There are those who have been suggesting that he is simply a sick young man; that he's used too many drugs or that he has a mental illness. (They always bring up mental illness, don’t they? Especially when the gunman is white, right?) There have even been those who've said that rather than being racially motivated this was more likely -- or, perhaps, at least as likely, -- another example of the ever-increasing war on Christianity in our culture. “… we won't know until we have all the facts”
Well … I don't have all the facts, yet the facts I do have seem pretty clear to me -- this was a self-described racist who said in his own words from his own lips that his goal was not only to kill black people but to incite a race war. One survivor said that he told her he was letting her live so that she could go on and tell others about what had happened. This wasn’t the action of a deranged loner; it was an intentional act of terrorism.
And this is supposed to be a post-racial America! It's absolutely astonishing to me how hard people who have some measure of power will work to justify their excessively destructive and dehumanizing abuses of that power. Ask them about slavery and they’ll answer, “Well, our slaves are happy, you know,and well cared for; they couldn't survive without our beneficence.” Bring up the subject of Jim Crow and they’ll say, “It's better this way -- each to their own. That’s the natural way of things.” And what about the modern practice of the mass incarceration overwhelmingly of African Americans? “Well ... we can't help it if they commit more crimes.” (Which, according to law enforcement’s own statistics is, if you’ll pardon my French, foutaise.).
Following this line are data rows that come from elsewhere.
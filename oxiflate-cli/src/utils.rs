//! Utility functions for the CLI.

use oxiflate::InflateSummary;
use tracing_subscriber::EnvFilter;

/// Install the stderr log subscriber.
///
/// `RUST_LOG` takes precedence over the verbosity flag.
pub fn init_logging(verbose: u8) {
    let filter = EnvFilter::try_from_default_env()
        .unwrap_or_else(|_| EnvFilter::new(default_directive(verbose)));

    tracing_subscriber::fmt()
        .with_env_filter(filter)
        .with_writer(std::io::stderr)
        .with_target(false)
        .init();
}

/// Log level selected by repeated `-v` flags.
pub fn default_directive(verbose: u8) -> &'static str {
    match verbose {
        0 => "warn",
        1 => "debug",
        _ => "trace",
    }
}

/// Format a decode summary as a small table.
pub fn format_summary(summary: &InflateSummary) -> String {
    let blocks = &summary.blocks;
    let mut out = String::new();
    out.push_str(&format!("{:>12} {:>12} {:>8}\n", "Input", "Output", "Ratio"));
    out.push_str(&format!("{}\n", "-".repeat(34)));
    out.push_str(&format!(
        "{:>12} {:>12} {:>7.2}x\n",
        summary.input_bytes,
        summary.output_bytes,
        summary.ratio()
    ));
    out.push_str(&format!(
        "Blocks: {} ({} stored, {} fixed, {} dynamic)\n",
        blocks.total(),
        blocks.stored,
        blocks.fixed,
        blocks.dynamic
    ));
    out
}
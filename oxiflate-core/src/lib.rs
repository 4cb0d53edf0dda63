//! # OxiFlate Core
//!
//! Core components for the OxiFlate decompressor.
//!
//! This crate provides the building blocks the DEFLATE decoder is layered on:
//!
//! - [`bitstream`]: LSB-first bit cursor over an in-memory stream
//! - [`output`]: Growable output buffer with LZ77 back-reference copy
//! - [`error`]: Error types
//!
//! ## Architecture
//!
//! ```text
//! ┌─────────────────────────────────────────────────────────┐
//! │ L3: CLI                                                 │
//! │     oxiflate binary                                     │
//! ├─────────────────────────────────────────────────────────┤
//! │ L2: Codec                                               │
//! │     Huffman tables, block decoders, orchestrator        │
//! ├─────────────────────────────────────────────────────────┤
//! │ L1: BitStream (this crate)                              │
//! │     BitReader, OutputBuffer, InflateError               │
//! └─────────────────────────────────────────────────────────┘
//! ```
//!
//! ## Example
//!
//! ```rust
//! use oxiflate_core::{BitReader, OutputBuffer};
//!
//! let data = [0xAB, 0xCD];
//! let mut reader = BitReader::new(&data);
//! let bits = reader.read_bits(12).unwrap();
//! assert_eq!(bits, 0xDAB);
//!
//! let mut out = OutputBuffer::new(usize::MAX);
//! out.write_literals(b"ab").unwrap();
//! out.copy_match(2, 4).unwrap();
//! assert_eq!(out.output(), b"ababab");
//! ```

#![warn(missing_docs)]
#![warn(clippy::all)]
#![allow(clippy::module_name_repetitions)]

pub mod bitstream;
pub mod error;
pub mod output;

// Re-exports for convenience
pub use bitstream::BitReader;
pub use error::{ErrorKind, InflateError, Result};
pub use output::OutputBuffer;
But with an act like this that façade begins to break and, so, today the voices plead: “Please! Let's please call this anything but what it is.” But here’s what it is: a terrorist attack on American soil aimed at defending the system of white supremacy that is so engrained in our country that there are people who quite honestly don't believe it exists, and others who believe it but don’t see anything really wrong in it. Of course, there are those who know it exists all too well, because they are its victims. Let’s not forget them.
Those who have ears, can hear the incessant drumbeat of death, after death, after death of young black men. Those who have eyes can see the mounting evidence that apparently black lives do not matter as much as others’ do. Those who have been paying attention are aware of the ever-increasing rumbling that portends the coming of a massive storm, a storm of, as we might say, a storm of Biblical proportions. I fear – and in some ways I guess I hope, too – that that storm’s coming soon. Really big storms are scary, often dangerous things, yet sometimes they’re the only thing that can end the oppressive heat and make everything seem new again.
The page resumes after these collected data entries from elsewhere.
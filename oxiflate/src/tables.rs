//! Static tables for DEFLATE decoding (RFC 1951).
//!
//! Length and distance base values with their extra-bit counts, the
//! transmission order of code length codes, and the fixed Huffman tables.

use crate::huffman::{
    DISTANCE_ALPHABET_SIZE, HuffmanTable, LITLEN_ALPHABET_SIZE, MAX_CODE_LENGTH,
};
use std::sync::OnceLock;

/// Fixed literal/length code lengths (RFC 1951 Section 3.2.6).
///
/// - Symbols 0-143: 8 bits
/// - Symbols 144-255: 9 bits
/// - Symbols 256-279: 7 bits
/// - Symbols 280-287: 8 bits
pub fn fixed_litlen_lengths() -> [u8; LITLEN_ALPHABET_SIZE] {
    let mut lengths = [0u8; LITLEN_ALPHABET_SIZE];
    lengths[..144].fill(8);
    lengths[144..256].fill(9);
    lengths[256..280].fill(7);
    lengths[280..].fill(8);
    lengths
}

/// Fixed distance code lengths (RFC 1951 Section 3.2.6).
///
/// All 30 valid distance codes use 5 bits. Patterns for symbols 30 and 31
/// stay unassigned, so they fail to decode.
pub fn fixed_distance_lengths() -> [u8; DISTANCE_ALPHABET_SIZE] {
    [5u8; DISTANCE_ALPHABET_SIZE]
}

/// Get the fixed literal/length decode table.
///
/// This table is built once and shared.
pub fn fixed_litlen_table() -> &'static HuffmanTable {
    static TABLE: OnceLock<HuffmanTable> = OnceLock::new();

    TABLE.get_or_init(|| {
        HuffmanTable::from_code_lengths(&fixed_litlen_lengths(), MAX_CODE_LENGTH)
            .expect("Fixed litlen table construction should never fail")
    })
}

/// Get the fixed distance decode table.
///
/// This table is built once and shared.
pub fn fixed_distance_table() -> &'static HuffmanTable {
    static TABLE: OnceLock<HuffmanTable> = OnceLock::new();

    TABLE.get_or_init(|| {
        HuffmanTable::from_code_lengths(&fixed_distance_lengths(), MAX_CODE_LENGTH)
            .expect("Fixed distance table construction should never fail")
    })
}

/// Length code base values (RFC 1951 Section 3.2.5).
///
/// For length codes 257-285, this gives the base length value.
/// Extra bits are added to get the final length.
pub const LENGTH_BASE: [u16; 29] = [
    3, 4, 5, 6, 7, 8, 9, 10, // 257-264: 0 extra bits
    11, 13, 15, 17, // 265-268: 1 extra bit
    19, 23, 27, 31, // 269-272: 2 extra bits
    35, 43, 51, 59, // 273-276: 3 extra bits
    67, 83, 99, 115, // 277-280: 4 extra bits
    131, 163, 195, 227, // 281-284: 5 extra bits
    258, // 285: 0 extra bits (special case)
];

/// Number of extra bits for length codes 257-285.
pub const LENGTH_EXTRA_BITS: [u8; 29] = [
    0, 0, 0, 0, 0, 0, 0, 0, // 257-264
    1, 1, 1, 1, // 265-268
    2, 2, 2, 2, // 269-272
    3, 3, 3, 3, // 273-276
    4, 4, 4, 4, // 277-280
    5, 5, 5, 5, // 281-284
    0, // 285
];

/// Distance code base values (RFC 1951 Section 3.2.5).
///
/// For distance codes 0-29, this gives the base distance value.
pub const DISTANCE_BASE: [u16; 30] = [
    1, 2, 3, 4, // 0-3: 0 extra bits
    5, 7, // 4-5: 1 extra bit
    9, 13, // 6-7: 2 extra bits
    17, 25, // 8-9: 3 extra bits
    33, 49, // 10-11: 4 extra bits
    65, 97, // 12-13: 5 extra bits
    129, 193, // 14-15: 6 extra bits
    257, 385, // 16-17: 7 extra bits
    513, 769, // 18-19: 8 extra bits
    1025, 1537, // 20-21: 9 extra bits
    2049, 3073, // 22-23: 10 extra bits
    4097, 6145, // 24-25: 11 extra bits
    8193, 12289, // 26-27: 12 extra bits
    16385, 24577, // 28-29: 13 extra bits
];

/// Number of extra bits for distance codes 0-29.
pub const DISTANCE_EXTRA_BITS: [u8; 30] = [
    0, 0, 0, 0, // 0-3
    1, 1, // 4-5
    2, 2, // 6-7
    3, 3, // 8-9
    4, 4, // 10-11
    5, 5, // 12-13
    6, 6, // 14-15
    7, 7, // 16-17
    8, 8, // 18-19
    9, 9, // 20-21
    10, 10, // 22-23
    11, 11, // 24-25
    12, 12, // 26-27
    13, 13, // 28-29
];

/// Order of code length codes in dynamic block header.
///
/// Code length codes are transmitted in this order (RFC 1951 Section 3.2.7).
pub const CODE_LENGTH_ORDER: [usize; 19] = [
    16, 17, 18, 0, 8, 7, 9, 6, 10, 5, 11, 4, 12, 3, 13, 2, 14, 1, 15,
];

/// Base length and extra-bit count for a length symbol (257-285).
pub fn length_params(symbol: u16) -> Option<(u16, u8)> {
    let index = symbol.checked_sub(257)? as usize;
    Some((*LENGTH_BASE.get(index)?, LENGTH_EXTRA_BITS[index]))
}

/// Base distance and extra-bit count for a distance symbol (0-29).
pub fn distance_params(symbol: u16) -> Option<(u16, u8)> {
    let index = symbol as usize;
    Some((*DISTANCE_BASE.get(index)?, DISTANCE_EXTRA_BITS[index]))
}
Back in January I preached on the subject of race in America, and then again in March, but I must confess that in the context of the all that is happening, and all that has been happening, and all that is most surely going to keep happening, I really have been silent. Too silent. And in that silence, yes, there is some fear, some cowardice. And, yes, in that silence there is complicity. And, yes, that silence is an example of the white privilege that grants me the freedom to be silent, to hope that somebody else is going to do something, or to cynically and conveniently believe that nothing can be done.
I recently saw a Tweet which expressed the hope that we would, in this time, come together for healing. In response I wrote, “With respect – this is NOT the time for coming together for healing; this is the time for coming together to really work for real change.” Actually, I think the demand of this time is even more fierce that that – this is the time when we must change things. And that “we” means largely white America, because only those who are privileged by a system have the power to change that system.
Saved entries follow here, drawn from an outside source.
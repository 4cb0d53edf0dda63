//! Helpers for assembling DEFLATE streams bit by bit.

#![allow(dead_code)]

use oxiflate::tables::{
    CODE_LENGTH_ORDER, DISTANCE_BASE, DISTANCE_EXTRA_BITS, LENGTH_BASE, LENGTH_EXTRA_BITS,
};

/// An LSB-first bit writer over a byte vector.
#[derive(Debug, Default)]
pub struct BitWriter {
    out: Vec<u8>,
    buffer: u64,
    bits_in_buffer: u8,
}

impl BitWriter {
    pub fn new() -> Self {
        Self::default()
    }

    fn flush_bytes(&mut self) {
        while self.bits_in_buffer >= 8 {
            self.out.push((self.buffer & 0xFF) as u8);
            self.buffer >>= 8;
            self.bits_in_buffer -= 8;
        }
    }

    /// Write a fixed-width field, LSB-first.
    pub fn write_bits(&mut self, value: u32, count: u8) {
        assert!(count <= 32);
        if count == 0 {
            return;
        }
        let mask = (1u64 << count) - 1;
        self.buffer |= (value as u64 & mask) << self.bits_in_buffer;
        self.bits_in_buffer += count;
        self.flush_bytes();
    }

    /// Write a Huffman code, most significant code bit first.
    pub fn write_code(&mut self, code: u16, len: u8) {
        for i in (0..len).rev() {
            self.write_bits(((code >> i) & 1) as u32, 1);
        }
    }

    /// Pad with zeros to the next byte boundary.
    pub fn align(&mut self) {
        let partial = self.bits_in_buffer % 8;
        if partial > 0 {
            self.write_bits(0, 8 - partial);
        }
    }

    /// Write whole bytes. The writer must be byte aligned.
    pub fn write_bytes(&mut self, bytes: &[u8]) {
        assert_eq!(self.bits_in_buffer, 0, "write_bytes requires alignment");
        self.out.extend_from_slice(bytes);
    }

    /// Pad to a byte boundary and return the stream.
    pub fn finish(mut self) -> Vec<u8> {
        self.align();
        self.out
    }
}

pub const STORED: u32 = 0b00;
pub const FIXED: u32 = 0b01;
pub const DYNAMIC: u32 = 0b10;

pub fn write_block_header(w: &mut BitWriter, bfinal: bool, btype: u32) {
    w.write_bits(bfinal as u32, 1);
    w.write_bits(btype, 2);
}

/// Write a complete stored block.
pub fn write_stored_block(w: &mut BitWriter, data: &[u8], bfinal: bool) {
    assert!(data.len() <= 0xFFFF);
    write_block_header(w, bfinal, STORED);
    w.align();
    let len = data.len() as u16;
    w.write_bytes(&len.to_le_bytes());
    w.write_bytes(&(!len).to_le_bytes());
    w.write_bytes(data);
}

/// Encode `data` as a sequence of maximal stored blocks.
pub fn stored_stream(data: &[u8]) -> Vec<u8> {
    let mut w = BitWriter::new();
    if data.is_empty() {
        write_stored_block(&mut w, data, true);
        return w.finish();
    }
    let chunks: Vec<&[u8]> = data.chunks(0xFFFF).collect();
    for (i, chunk) in chunks.iter().enumerate() {
        write_stored_block(&mut w, chunk, i + 1 == chunks.len());
    }
    w.finish()
}

/// Canonical codes for a list of code lengths (RFC 1951 Section 3.2.2).
pub fn canonical_codes(lengths: &[u8]) -> Vec<(u16, u8)> {
    let mut bl_count = [0u16; 16];
    for &len in lengths {
        if len > 0 {
            bl_count[len as usize] += 1;
        }
    }
    let mut next_code = [0u16; 16];
    let mut code = 0u16;
    for bits in 1..16 {
        code = (code + bl_count[bits - 1]) << 1;
        next_code[bits] = code;
    }
    lengths
        .iter()
        .map(|&len| {
            if len == 0 {
                return (0, 0);
            }
            let code = next_code[len as usize];
            next_code[len as usize] += 1;
            (code, len)
        })
        .collect()
}

/// Fixed Huffman code for a literal/length symbol.
pub fn fixed_litlen_code(symbol: u16) -> (u16, u8) {
    match symbol {
        0..=143 => (0b0011_0000 + symbol, 8),
        144..=255 => (0b1_1001_0000 + (symbol - 144), 9),
        256..=279 => (symbol - 256, 7),
        _ => (0b1100_0000 + (symbol - 280), 8),
    }
}

/// Convert a length value (3-258) to (code, extra bits, extra value).
pub fn length_to_code(length: u16) -> (u16, u8, u16) {
    assert!((3..=258).contains(&length));
    let index = LENGTH_BASE.iter().rposition(|&base| base <= length).unwrap();
    let extra_value = length - LENGTH_BASE[index];
    (257 + index as u16, LENGTH_EXTRA_BITS[index], extra_value)
}

/// Convert a distance value (1-32768) to (code, extra bits, extra value).
pub fn distance_to_code(distance: u16) -> (u16, u8, u16) {
    assert!((1..=32768).contains(&distance));
    let index = DISTANCE_BASE
        .iter()
        .rposition(|&base| base <= distance)
        .unwrap();
    let extra_value = distance - DISTANCE_BASE[index];
    (index as u16, DISTANCE_EXTRA_BITS[index], extra_value)
}

pub fn write_fixed_symbol(w: &mut BitWriter, symbol: u16) {
    let (code, len) = fixed_litlen_code(symbol);
    w.write_code(code, len);
}

pub fn write_fixed_literals(w: &mut BitWriter, bytes: &[u8]) {
    for &byte in bytes {
        write_fixed_symbol(w, byte as u16);
    }
}

/// Write a length/distance pair with fixed Huffman codes.
pub fn write_fixed_match(w: &mut BitWriter, length: u16, distance: u16) {
    let (code, extra_bits, extra) = length_to_code(length);
    write_fixed_symbol(w, code);
    w.write_bits(extra as u32, extra_bits);

    let (dist_code, dist_extra_bits, dist_extra) = distance_to_code(distance);
    w.write_code(dist_code, 5);
    w.write_bits(dist_extra as u32, dist_extra_bits);
}

pub fn write_fixed_eob(w: &mut BitWriter) {
    write_fixed_symbol(w, 256);
}

/// Write a dynamic block header.
///
/// `tokens` are code length alphabet symbols with their extra-bit values,
/// encoded with canonical codes derived from `cl_lengths`.
pub fn write_dynamic_header(
    w: &mut BitWriter,
    hlit: usize,
    hdist: usize,
    cl_lengths: &[u8; 19],
    tokens: &[(u16, u32)],
) {
    let hclen = CODE_LENGTH_ORDER
        .iter()
        .rposition(|&symbol| cl_lengths[symbol] != 0)
        .map_or(4, |i| (i + 1).max(4));

    w.write_bits((hlit - 257) as u32, 5);
    w.write_bits((hdist - 1) as u32, 5);
    w.write_bits((hclen - 4) as u32, 4);
    for &symbol in &CODE_LENGTH_ORDER[..hclen] {
        w.write_bits(cl_lengths[symbol] as u32, 3);
    }

    let codes = canonical_codes(cl_lengths);
    for &(symbol, extra) in tokens {
        let (code, len) = codes[symbol as usize];
        assert!(len > 0, "code length symbol {symbol} has no code");
        w.write_code(code, len);
        match symbol {
            16 => w.write_bits(extra, 2),
            17 => w.write_bits(extra, 3),
            18 => w.write_bits(extra, 7),
            _ => {}
        }
    }
}

/// Deterministic pseudo-random bytes (linear congruential generator).
pub fn pseudo_random(size: usize, mut seed: u64) -> Vec<u8> {
    let mut data = Vec::with_capacity(size);
    for _ in 0..size {
        seed = seed.wrapping_mul(6364136223846793005).wrapping_add(1);
        data.push((seed >> 32) as u8);
    }
    data
}

/// Text-like data with a skewed byte distribution.
pub fn text_like(size: usize) -> Vec<u8> {
    const WORDS: &[&str] = &[
        "the", "quick", "brown", "fox", "jumps", "over", "lazy", "dog", "deflate", "huffman",
        "window", "symbol", "length", "distance", "block", "stream", "\n",
    ];
    let mut data = Vec::with_capacity(size);
    let mut seed = 0x9E37_79B9_7F4A_7C15u64;
    while data.len() < size {
        seed = seed.wrapping_mul(6364136223846793005).wrapping_add(1442695040888963407);
        let word = WORDS[(seed >> 33) as usize % WORDS.len()];
        data.extend_from_slice(word.as_bytes());
        data.push(b' ');
    }
    data.truncate(size);
    data
}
I know that I’m preaching to the choir here, but as a colleague of mine says, “I know I’m preaching to the choir, and what I’m preaching is – get off your buts and sing!” Our opening hymn is #149, “Lift Every Voice and Sing.”
INTRODUCTION TO THE OPENING HYMN, “LIFT EVERY VOICE AND SING”
Every time we lift our voices to sing our opening hymn, Lift Every Voice and Sing, I make note that this hymn has such a prominent place in this history of African Americans in this country that it is often been called “the African American National Anthem.” I’ve usually mentioned, also, that it was the Rev. Dr. King’s favorite hymn.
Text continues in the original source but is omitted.